Ricardo Centurión debe estar preguntándose para qué juega en la primera de Boca si no puede llevarse a la chica más linda del boliche después de pagarles una ronda de excesos a sus amigos ocasionales. La gente experimentada, con Tevez a la cabeza, le sopla en la oreja que sí puede (eso y mucho más), pero con carpa, sin ofrecer pasto a las fieras.
La figura de Tevez es justamente un buen ejemplo del proceso civilizador que impone el profesionalismo deportivo a los chicos de cuna salvaje. Oriundo de Fuerte Apache, el diez de Boca se mueve a sus anchas entre empresarios: con Daniel Angelici se lleva de maravillas (se diría que son pares, no patrón y empleador) y hasta toma la merienda con el presidente Mauricio Macri, el más conspicuo exponente del establishment y pionero del vaciamiento cultural del popular club vecino del Riachuelo.

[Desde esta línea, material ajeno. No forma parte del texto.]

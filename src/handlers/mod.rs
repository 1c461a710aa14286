//! HTTP handlers for resource routes.

pub mod resource;
#[cfg(test)]
mod tests {
    use super::*;
    use serde_json::json;

    fn obj(v: Value) -> Map<String, Value> {
        match v {
            Value::Object(m) => m,
            _ => Map::new(),
        }
    }

    #[test]
    fn projection_parsing() {
        assert_eq!(
            Projection::parse("email,name").unwrap(),
            Projection::Include(vec!["email".into(), "name".into(), "_id".into()])
        );
        assert_eq!(Projection::parse("-password -__v").unwrap(), Projection::Exclude(vec!["password".into(), "__v".into()]));
        assert_eq!(Projection::parse("email -_id").unwrap(), Projection::Include(vec!["email".into()]));
        assert!(Projection::parse("email -password").is_err());
        assert!(Projection::parse("a.b").is_err());
    }

    #[test]
    fn projection_apply() {
        let mut doc = obj(json!({"_id": "1", "email": "a@b.c", "password": "x"}));
        Projection::parse("-password").unwrap().apply(&mut doc);
        assert_eq!(Value::Object(doc.clone()), json!({"_id": "1", "email": "a@b.c"}));
        Projection::parse("email").unwrap().apply(&mut doc);
        assert_eq!(Value::Object(doc), json!({"_id": "1", "email": "a@b.c"}));
    }

    #[test]
    fn records_keep_id_out_of_fields() {
        let r = Record::new("users", obj(json!({"_id": "forged", "email": "a"})));
        assert!(r.id.is_none());
        assert!(!r.fields.contains_key("_id"));
        let mut saved = Record::from_doc("users", obj(json!({"_id": "abc", "email": "a"})));
        saved.set("_id", json!("other"));
        assert_eq!(saved.id.as_deref(), Some("abc"));
        assert_eq!(saved.to_plain_record()["_id"], "abc");
    }

    #[test]
    fn tiebreaker_is_appended_once() {
        let mut q = StoreQuery::find("books");
        assert!(q.effective_sort().is_empty());
        q.sort(vec![SortKey::asc(FieldPath::parse("title").unwrap())]);
        let keys = q.effective_sort();
        assert_eq!(keys.len(), 2);
        assert!(keys[1].field.is_id());
        q.sort(vec![SortKey::asc(FieldPath::id())]);
        assert_eq!(q.effective_sort().len(), 1);
    }

    #[test]
    fn declared_fields_are_enforced() {
        let schema = CollectionSchema {
            name: "books".into(),
            fields: Some(vec!["title".into()]),
            ..Default::default()
        };
        assert!(schema.check_field(&FieldPath::parse("title").unwrap()).is_ok());
        assert!(schema.check_field(&FieldPath::id()).is_ok());
        assert!(matches!(
            schema.check_field(&FieldPath::parse("isbn").unwrap()),
            Err(StoreError::UnknownField { .. })
        ));
        assert!(CollectionSchema::new("open").check_field(&FieldPath::parse("anything").unwrap()).is_ok());
    }
}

Tevez sí aprendió. Pero creo que Centurión todavía debe estar rumiando su decepción. Si la fama lo obliga a ser discreto (invisible, como cuando era pobre), algo no funciona. Por qué no mostrar con orgullo la opulencia ganada con talento y esfuerzo, la onerosa y desbordante diversión de una estrella. Misterio.
Para casos como el de Centurión, cuyas fotos en calzones deambulan por las redes, y otros chicos ávidos de rock and roll, Boca ha generado espontáneamente una brigada, digamos, moralizadora. Se trata de la Doce. Los muchachos de la tribuna visitaron al plantel para advertirlos sobre los peligros de la dolce vita e instaron a los futbolistas a redoblar esfuerzos para conseguir títulos.
Hasta acá podría suponerse una clásica apretada. Esos espasmos con que las hinchadas exhiben su poder y su actitud de vigilancia. Pero las reacciones posteriores inducen a pensar en un procedimiento institucional. Olvidémonos de Angelici, protector de la barra, y su tímida mención de un sumario a efectuarse en tiempo y forma imprecisos. El Mellizo se resistió a abordar públicamente el tema invocando la especificidad de su rol. Es decir, el DT sólo habla de fútbol, las cuestiones políticas y los dispositivos internos de la organización Boca no son de su incumbencia. Convive con ellos amigablemente, al parecer.
El más gráfico y honesto resultó Darío Benedetto. El delantero no encontró motivos para ocultar la reunión con la hinchada y además convalidó el reto al plantel. “Tenemos que ser más responsables”, asumió frente a los micrófonos. Quizá no representa la opinión unánime del equipo, pero el silencio general permite inferir que nadie discute la autoridad de la máxima jerarquía de la hinchada (Rafa Di Zeo y Mauro Martín, quiénes si no) para custodiar la conducta de los futbolistas.
Si bien se mira, la Doce no hace más que defender el patrimonio del club. Un joven malogrado por el abuso de noche o la mala reputación implica un perjuicio deportivo y económico. En este sentido, aunque no haya encuestas disponibles, es lícito aventurar que el hincha de a pie (el que paga, no el que gana plata con Boca) se siente representado por la reciente gestión de la barra. Ni que hablar de los dirigentes, que vieron en la comitiva la manera de bajar línea y reproches sin poner el cuerpo ni cosechar antipatías. Acostumbrada al trabajo sucio, ahora la barra hace trabajos limpios, cuasi institucionales. Sin necesidad de fajar a nadie. El poder fáctico acumulado durante años en la tribuna y en bambalinas goza de consenso.